**Description of the task**
For each line below, check for "Creates"; give only the total of lines where it occurs.

**Data shown**
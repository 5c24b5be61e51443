//! Configuration loading from `.env` files.

use std::{env, str::FromStr, time::Duration};

use anyhow::{bail, Context, Result};

pub const DEFAULT_API_URL: &str = "https://api.telegram.org";
pub const DEFAULT_LINK_BASE: &str = "https://nostter.com/";
pub const DEFAULT_QUERY_TIMEOUT_SECS: u64 = 10;
pub const DEFAULT_MAX_IN_FLIGHT: usize = 32;

/// Runtime settings derived from environment variables.
#[derive(Debug, Clone)]
pub struct Settings {
    /// Bot API token. Only `serve` needs it.
    pub telegram_token: Option<String>,
    pub telegram_api_url: String,
    /// Relays every lookup is sent to, in order. A list written with spaces
    /// after the commas has to be quoted in the `.env` file.
    pub relays: Vec<String>,
    /// Optional Tor SOCKS proxy (host:port).
    pub tor_socks: Option<String>,
    /// Enable Schnorr signature verification of relay events.
    pub verify_sig: bool,
    /// Accept `ws://` and loopback/private relay hints from references.
    pub allow_local_hints: bool,
    /// Upper bound on a single fan-out query.
    pub query_timeout: Duration,
    /// Maximum number of handlers running at once.
    pub max_in_flight: usize,
    /// Web client URL that `note1…` ids are appended to.
    pub link_base: String,
    pub log_format: LogFormat,
}

/// Log output format.
#[derive(Debug, Clone, Copy, PartialEq, Eq, Default)]
pub enum LogFormat {
    Json,
    #[default]
    Text,
}

impl Settings {
    /// Load settings from the specified `.env` file.
    pub fn from_env(path: &str) -> Result<Self> {
        dotenvy::from_filename(path).context("reading env file")?;
        let telegram_token = non_empty("TELEGRAM_BOT_TOKEN");
        let telegram_api_url =
            non_empty("TELEGRAM_API_URL").unwrap_or_else(|| DEFAULT_API_URL.into());
        let relays = csv_strings(env::var("RELAYS").unwrap_or_default());
        let tor_socks = non_empty("TOR_SOCKS");
        let verify_sig = env::var("VERIFY_SIG").unwrap_or_else(|_| "0".into()) == "1";
        let allow_local_hints = non_empty("ALLOW_LOCAL_HINTS").as_deref() == Some("1");
        let query_timeout_secs = number_or("QUERY_TIMEOUT_SECS", DEFAULT_QUERY_TIMEOUT_SECS)?;
        let max_in_flight = number_or("MAX_IN_FLIGHT", DEFAULT_MAX_IN_FLIGHT)?;
        let link_base = non_empty("LINK_BASE").unwrap_or_else(|| DEFAULT_LINK_BASE.into());
        let log_format = match non_empty("LOG_FORMAT").as_deref() {
            Some("json") => LogFormat::Json,
            _ => LogFormat::Text,
        };
        Ok(Self {
            telegram_token,
            telegram_api_url,
            relays,
            tor_socks,
            verify_sig,
            allow_local_hints,
            query_timeout: Duration::from_secs(query_timeout_secs),
            max_in_flight,
            link_base,
            log_format,
        })
    }
}

fn non_empty(var: &str) -> Option<String> {
    env::var(var)
        .ok()
        .map(|s| s.trim().to_string())
        .filter(|s| !s.is_empty())
}

/// Parse a positive number, falling back to `default` when unset or invalid.
fn number_or<T>(var: &str, default: T) -> Result<T>
where
    T: FromStr + PartialEq + Default,
{
    let Some(raw) = non_empty(var) else {
        return Ok(default);
    };
    match raw.parse::<T>() {
        Ok(v) if v == T::default() => bail!("{var} must be greater than zero"),
        Ok(v) => Ok(v),
        Err(_) => Ok(default),
    }
}

/// Split a comma-separated string into trimmed string values.
pub fn csv_strings(input: impl AsRef<str>) -> Vec<String> {
    let s = input.as_ref();
    s.split(',')
        .filter_map(|s| {
            let t = s.trim();
            if t.is_empty() {
                None
            } else {
                Some(t.to_string())
            }
        })
        .collect()
}
// Job-fit analysis: prompt construction, one model call, reply normalization.
// All model calls go through llm_client.

pub mod analyzer;
pub mod prompts;
pub mod score;

use thiserror::Error;

use crate::llm_client::LlmError;

pub use analyzer::FitAnalyzer;

#[derive(Debug, Error)]
pub enum AnalysisError {
    #[error("model call failed: {0}")]
    Model(#[from] LlmError),

    #[error("model returned malformed JSON: {0}")]
    MalformedOutput(serde_json::Error),

    #[error("model returned JSON that is not an object")]
    NotAnObject,
}
mod analysis;
mod config;
mod db;
mod errors;
mod extraction;
mod graphql;
mod jobs;
mod llm_client;
mod models;
mod routes;
mod state;
mod store;
#[cfg(test)]
mod testing;

use anyhow::Result;
use std::sync::Arc;
use tower_http::trace::TraceLayer;
use tracing::{info, warn};
use tracing_subscriber::{layer::SubscriberExt, util::SubscriberInitExt, EnvFilter};

use crate::analysis::FitAnalyzer;
use crate::config::Config;
use crate::db::open_job_store;
use crate::graphql::build_schema;
use crate::llm_client::LlmClient;
use crate::routes::{build_router, cors_layer};
use crate::state::AppState;

#[tokio::main]
async fn main() -> Result<()> {
    // Load configuration first (fails on malformed numeric env vars)
    let config = Config::from_env()?;

    // Initialize structured logging
    tracing_subscriber::registry()
        .with(EnvFilter::try_from_default_env().unwrap_or_else(|_| {
            EnvFilter::new(format!("{}={}", env!("CARGO_CRATE_NAME"), &config.rust_log))
        }))
        .with(tracing_subscriber::fmt::layer())
        .init();

    info!("Starting HireIntel API v{}", env!("CARGO_PKG_VERSION"));

    if config.ai_api_key.is_none() {
        warn!("AI_API_KEY not found in environment variables; model calls will fail");
    }

    // Initialize LLM client
    let llm = LlmClient::new(&config)?;
    info!(
        "LLM client initialized (model: {}, base url: {})",
        llm.model(),
        config.ai_base_url
    );
    let analyzer = Arc::new(FitAnalyzer::new(Arc::new(llm)));

    // Initialize job store (degrades to no persistence if unavailable)
    let store = open_job_store(config.store_url().as_deref()).await;
    let persistent_store = store.is_persistent();

    let state = AppState { analyzer, store };
    let schema = build_schema(state);

    info!("CORS allowed origins: {:?}", config.allowed_cors_origins);

    let app = build_router(schema, persistent_store)
        .layer(TraceLayer::new_for_http())
        .layer(cors_layer(&config.allowed_cors_origins));

    let listener =
        tokio::net::TcpListener::bind((config.app_host.as_str(), config.app_port)).await?;
    info!("Listening on {}", listener.local_addr()?);

    axum::serve(listener, app).await?;

    Ok(())
}
use std::sync::Arc;
use std::time::Duration;

use anyhow::Result;
use sqlx::postgres::PgPoolOptions;
use sqlx::PgPool;
use tracing::{info, warn};

use crate::store::{DegradedJobStore, JobStore, PgJobStore};

/// Creates and returns a PostgreSQL connection pool.
pub async fn create_pool(database_url: &str) -> Result<PgPool> {
    info!("Connecting to PostgreSQL...");

    let pool = PgPoolOptions::new()
        .max_connections(10)
        .acquire_timeout(Duration::from_secs(5))
        .connect(database_url)
        .await?;

    info!("PostgreSQL connection pool established");
    Ok(pool)
}

/// Opens the job store, or falls back to the degraded no-persistence store.
///
/// Any failure here is logged once and never retried per request.
pub async fn open_job_store(store_url: Option<&str>) -> Arc<dyn JobStore> {
    let Some(url) = store_url else {
        warn!("No job store configured; running without persistence");
        return Arc::new(DegradedJobStore);
    };

    match connect_job_store(url).await {
        Ok(store) => Arc::new(store),
        Err(e) => {
            warn!("Job store unavailable ({e:#}); running without persistence");
            Arc::new(DegradedJobStore)
        }
    }
}

async fn connect_job_store(url: &str) -> Result<PgJobStore> {
    let store = PgJobStore::new(create_pool(url).await?);
    store.ensure_schema().await?;
    Ok(store)
}
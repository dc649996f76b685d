use std::sync::Arc;

use crate::analysis::FitAnalyzer;
use crate::store::JobStore;

/// Process-lifetime service handles, shared with every GraphQL resolver via schema data.
#[derive(Clone)]
pub struct AppState {
    pub analyzer: Arc<FitAnalyzer>,
    /// Postgres-backed, or the degraded no-op store when persistence is unavailable.
    pub store: Arc<dyn JobStore>,
}
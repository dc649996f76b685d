use async_trait::async_trait;
use serde_json::Value;
use sqlx::{FromRow, PgPool};
use tracing::info;
use uuid::Uuid;

use crate::models::{JobRecord, NewJob};
use crate::store::document::{from_document, to_document};
use crate::store::{JobStore, StoreError};

/// The `jobs` collection: one JSONB document per job, keyed by an opaque string id.
const CREATE_JOBS_TABLE: &str = r#"
    CREATE TABLE IF NOT EXISTS jobs (
        id          TEXT PRIMARY KEY,
        document    JSONB NOT NULL,
        created_at  TIMESTAMPTZ NOT NULL DEFAULT now()
    )
"#;

/// `saved_at` is compared bytewise (`COLLATE "C"`) so ISO-8601 strings sort by time under
/// any database locale. The list query uses the same expression so it can use the index.
const CREATE_SAVED_AT_INDEX: &str = r#"
    CREATE INDEX IF NOT EXISTS jobs_saved_at_c_idx
        ON jobs (((document->>'saved_at') COLLATE "C") DESC)
"#;

const LIST_JOBS: &str = r#"
    SELECT id, document FROM jobs
    ORDER BY (document->>'saved_at') COLLATE "C" DESC NULLS LAST
"#;

#[derive(Debug, FromRow)]
struct JobRow {
    id: String,
    document: Value,
}

/// PostgreSQL-backed job store.
#[derive(Clone)]
pub struct PgJobStore {
    pool: PgPool,
}

impl PgJobStore {
    pub fn new(pool: PgPool) -> Self {
        Self { pool }
    }

    /// Creates the `jobs` table and its sort index if missing.
    pub async fn ensure_schema(&self) -> Result<(), StoreError> {
        sqlx::query(CREATE_JOBS_TABLE).execute(&self.pool).await?;
        sqlx::query(CREATE_SAVED_AT_INDEX).execute(&self.pool).await?;
        Ok(())
    }
}

#[async_trait]
impl JobStore for PgJobStore {
    async fn list(&self) -> Result<Vec<JobRecord>, StoreError> {
        let rows: Vec<JobRow> = sqlx::query_as(LIST_JOBS).fetch_all(&self.pool).await?;

        Ok(rows
            .into_iter()
            .map(|row| from_document(row.id, row.document))
            .collect())
    }

    async fn create(&self, job: NewJob) -> Result<JobRecord, StoreError> {
        let id = Uuid::new_v4().to_string();
        let document = to_document(&job)?;

        sqlx::query("INSERT INTO jobs (id, document) VALUES ($1, $2)")
            .bind(&id)
            .bind(&document)
            .execute(&self.pool)
            .await?;

        info!("Stored job {id} ('{}' at '{}')", job.title, job.company);
        Ok(job.with_id(id))
    }
}
use async_graphql::ErrorExtensions;
use thiserror::Error;

use crate::analysis::AnalysisError;
use crate::store::StoreError;

/// Application-level error type.
/// Implements `ErrorExtensions` so resolvers can surface it as a GraphQL error with a code.
#[derive(Debug, Error)]
pub enum AppError {
    #[error("Analysis failed: {0}")]
    Analysis(#[from] AnalysisError),

    #[error("Store error: {0}")]
    Store(#[from] StoreError),
}

impl AppError {
    pub fn code(&self) -> &'static str {
        match self {
            AppError::Analysis(_) => "ANALYSIS_ERROR",
            AppError::Store(_) => "STORE_ERROR",
        }
    }
}

impl ErrorExtensions for AppError {
    fn extend(&self) -> async_graphql::Error {
        let message = match self {
            AppError::Analysis(e) => {
                tracing::error!("Analysis error: {e}");
                format!("Job analysis failed: {e}")
            }
            AppError::Store(e) => {
                tracing::error!("Store error: {e}");
                "A storage error occurred".to_string()
            }
        };
        let code = self.code();

        async_graphql::Error::new(message).extend_with(|_, ext| ext.set("code", code))
    }
}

**Result for this exercise**
2